----- Exercise data

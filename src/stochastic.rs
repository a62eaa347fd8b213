//! Shared stochastic primitives for the evolution algorithm.
//!
//! Fractional counts (target sizes, elite sizes, offspring splits) are
//! discretized with stochastic rounding so that no species systematically
//! wins or loses the fractional part. Parent and species selection use
//! discrete probability distributions over fitness weights. Fitness ranking
//! uses a sort that randomizes the relative order of exactly-equal elements,
//! so elitism over a prefix of the sorted list does not favour insertion
//! order.

// Count discretization uses intentional float -> integer casts
#![allow(clippy::cast_possible_truncation, clippy::cast_sign_loss)]

use rand::Rng;
use rand::seq::SliceRandom;
use std::cmp::Ordering;

/// Round a non-negative real value to an integer, rounding up with
/// probability equal to the fractional part.
///
/// Over many calls the expected value of the result equals `value`, which
/// avoids the systematic bias a plain `floor` or `round` would introduce
/// when allocating many small fractional counts.
pub fn stochastic_round<R: Rng + ?Sized>(value: f64, rng: &mut R) -> usize {
    debug_assert!(value >= 0.0, "stochastic_round requires a non-negative value");
    let floor = value.floor();
    let frac = value - floor;
    let round_up = frac > 0.0 && rng.gen_range(0.0..1.0) < frac;
    floor as usize + usize::from(round_up)
}

/// Return the indices `0..len` in uniformly random order.
#[must_use]
pub fn shuffled_indices<R: Rng + ?Sized>(len: usize, rng: &mut R) -> Vec<usize> {
    let mut indices: Vec<usize> = (0..len).collect();
    indices.shuffle(rng);
    indices
}

/// Sort `items` into descending order, randomizing the relative order of
/// elements that compare equal.
///
/// Implemented as a stable descending sort followed by a shuffle of each
/// run of equal elements; the distribution of orderings among tied elements
/// is uniform.
pub fn sort_desc_random_ties<T, F, R>(items: &mut [T], compare: F, rng: &mut R)
where
    F: Fn(&T, &T) -> Ordering,
    R: Rng + ?Sized,
{
    items.sort_by(|a, b| compare(b, a));

    let mut start = 0;
    while start < items.len() {
        let mut end = start + 1;
        while end < items.len() && compare(&items[start], &items[end]) == Ordering::Equal {
            end += 1;
        }
        if end - start > 1 {
            items[start..end].shuffle(rng);
        }
        start = end;
    }
}

/// A discrete probability distribution over a fixed set of outcome labels.
///
/// Outcomes are identified by the labels supplied at construction time
/// (initially `0..weights.len()`); [`DiscreteDistribution::remove`] drops an
/// outcome while preserving the remaining labels, so samples can always be
/// used as indexes into the original collection.
#[derive(Debug, Clone)]
pub struct DiscreteDistribution {
    labels: Vec<usize>,
    probs: Vec<f64>,
}

impl DiscreteDistribution {
    /// Create a distribution with outcome labels `0..weights.len()` and
    /// selection probabilities proportional to `weights`.
    ///
    /// If every weight is zero the distribution is uniform; zero-weight
    /// outcomes among non-zero weights are never sampled.
    ///
    /// # Panics
    ///
    /// Panics if `weights` is empty or contains a negative or non-finite
    /// value.
    #[must_use]
    pub fn new(weights: &[f64]) -> Self {
        assert!(!weights.is_empty(), "empty outcome set");
        assert!(
            weights.iter().all(|w| w.is_finite() && *w >= 0.0),
            "selection weights must be finite and non-negative"
        );
        let labels = (0..weights.len()).collect();
        Self {
            labels,
            probs: normalize(weights),
        }
    }

    /// Create a distribution with a single outcome, label `0`.
    #[must_use]
    pub fn single() -> Self {
        Self {
            labels: vec![0],
            probs: vec![1.0],
        }
    }

    /// The number of outcomes.
    #[must_use]
    pub fn len(&self) -> usize {
        self.labels.len()
    }

    /// True if the distribution has no outcomes.
    #[must_use]
    pub fn is_empty(&self) -> bool {
        self.labels.is_empty()
    }

    /// Sample an outcome label.
    pub fn sample<R: Rng + ?Sized>(&self, rng: &mut R) -> usize {
        let mut r = rng.gen_range(0.0..1.0);
        let mut last_viable = None;
        for (i, &p) in self.probs.iter().enumerate() {
            if p > 0.0 {
                if r < p {
                    return self.labels[i];
                }
                last_viable = Some(self.labels[i]);
            }
            r -= p;
        }
        // Floating point accumulation can leave a sliver of probability mass
        // unassigned; attribute it to the last viable outcome.
        last_viable.unwrap_or(self.labels[0])
    }

    /// Create a copy of this distribution with the outcome `label` removed
    /// and the remaining probabilities renormalized.
    ///
    /// # Panics
    ///
    /// Panics if `label` is not an outcome of this distribution.
    #[must_use]
    pub fn remove(&self, label: usize) -> Self {
        let pos = self
            .labels
            .iter()
            .position(|&l| l == label)
            .expect("label is not an outcome of this distribution");

        let mut labels = self.labels.clone();
        let mut weights = self.probs.clone();
        labels.remove(pos);
        weights.remove(pos);

        Self {
            probs: normalize(&weights),
            labels,
        }
    }
}

/// Normalize weights into probabilities; a zero-sum weight set yields a
/// uniform distribution.
fn normalize(weights: &[f64]) -> Vec<f64> {
    let sum: f64 = weights.iter().sum();
    if sum <= 0.0 {
        let p = 1.0 / weights.len() as f64;
        return vec![p; weights.len()];
    }
    weights.iter().map(|w| w / sum).collect()
}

----------

Exercise – Wherever the word "species" occurs in a line of the listing, copy that line.

Solution to this task –
//! discretized with stochastic rounding so that no species systematically
//! wins or loses the fractional part. Parent and species selection use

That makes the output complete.